Locavorism is encouraged. Niche farmers, gardeners, and chefs bring fresh meats, fruit, vegetables, and herbs to their plates and that of their community.  The Bent Pig and Hannahway Farms in Farmington and Chef Jack MacMurray at Chandler Hill Vineyards in Defiance are such people.  Farmer’s markets will open this month with their early crops.  An American diner such as Ethyl’s in O’Fallon, Missouri has their crafted meats, slowly smoked which fills the neighborhood with a mouth-watering aroma.  After work one evening this week I devoured their pork sandwich served with a heaping dollop of coleslaw between the bun and sweet, smoky BBQ pork, Carolina-style.  I slowly savored every bite.  Local does not always mean the best as my stop at a small cafe for a warm bite before my doctor’s appointment yesterday morning reminded me of that.  A “Popeye omelet” described on the menu said bits of bacon with spinach and Swiss cheese. But mine had chunks of bacon fat that resembled the Swiss cheese.  Gross!  I could not finish it!  The smell of bacon turned my stomach tonight when I came home to my daughter preparing a “brinner ” menu for her family.  See how long it takes me to get over the bacon phobia.  I usually love the leaner slices!  Tonight I created an overnight french toast using leftovers:  day old raisin bread bargain bought at a local bakery soaked in an egg-milk mixture laced with some of my home brew vanilla extract, and then topped with leftover reduced-fat cream cheese spread and fresh blueberry sauce.  Tell you how it turned out on my next post.

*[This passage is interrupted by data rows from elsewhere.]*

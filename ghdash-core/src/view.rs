//! Read-only snapshot handed to the presentation layer

use serde::Serialize;

use crate::error::FetchError;
use crate::filter::{FilterState, Placeholder};
use crate::kind::EntityKind;
use crate::model::Item;
use crate::state::ListState;

/// Everything a view needs to render one list
#[derive(Debug, Clone, Serialize)]
pub struct ListView {
    pub subject: String,
    pub kind: EntityKind,
    /// Items passing the current filters, in server order
    pub items: Vec<Item>,
    /// Count of items loaded, filtered or not
    pub total_loaded: usize,
    pub current_page: u32,
    pub is_loading: bool,
    pub has_more: bool,
    #[serde(serialize_with = "serialize_error")]
    pub last_error: Option<FetchError>,
    pub is_empty: bool,
    pub no_matches: bool,
    pub placeholder: Option<Placeholder>,
    pub can_load_more: bool,
    pub filter: FilterState,
}

impl From<&ListState> for ListView {
    fn from(state: &ListState) -> Self {
        Self {
            subject: state.subject().to_string(),
            kind: state.kind(),
            items: state.visible().into_iter().cloned().collect(),
            total_loaded: state.items().len(),
            current_page: state.current_page(),
            is_loading: state.is_loading(),
            has_more: state.has_more(),
            last_error: state.last_error().cloned(),
            is_empty: state.is_empty(),
            no_matches: state.no_matches(),
            placeholder: state.placeholder(),
            can_load_more: state.can_load_more(),
            filter: state.filter().clone(),
        }
    }
}

impl ListView {
    /// Inline error text, if a fetch failure is showing
    pub fn error_message(&self) -> Option<String> {
        self.last_error.as_ref().map(FetchError::user_message)
    }
}

fn serialize_error<S>(error: &Option<FetchError>, serializer: S) -> Result<S::Ok, S::Error>
where
    S: serde::Serializer,
{
    match error {
        Some(err) => serializer.serialize_some(&err.to_string()),
        None => serializer.serialize_none(),
    }
}

#[cfg(test)]
mod tests {
    use super::*;
    use crate::filter::CategoryFilter;
    use crate::test_support::{event, events};

    #[test]
    fn snapshot_reflects_filters() {
        let mut state = ListState::new("octocat", EntityKind::Activity);
        let ticket = state.begin(1).unwrap();
        let mut page = events(0..3);
        page.push(event("fork", "ForkEvent", "octocat", "octocat/spoon"));
        state.finish(&ticket, Ok(page));
        state.set_category(CategoryFilter::new("ForkEvent"));

        let view = ListView::from(&state);
        assert_eq!(view.items.len(), 1);
        assert_eq!(view.total_loaded, 4);
        assert!(!view.is_empty);
        assert!(!view.no_matches);
        assert!(view.can_load_more);
        assert!(view.error_message().is_none());

        let json = serde_json::to_value(&view).unwrap();
        assert_eq!(json["kind"], "activity");
        assert_eq!(json["filter"]["category"], "ForkEvent");
    }
}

So go back to my original quote “to eat intelligently is an art”… it means to eat within a set budget as well as “lean, clean, and green”.  It takes some planning and improvisation.  My health goal this year was to lose at least 20 lbs.  Patronizing those farmer’s markets, growing my own veggies and herbs, and eating more plant foods will help me achieve that goal.  Based on this week’s visit to the doctor’s, I have lost.  As long as I do not eat too many slices of that french toast, and keep to veggie omelets, I will do accomplish my goal tastefully.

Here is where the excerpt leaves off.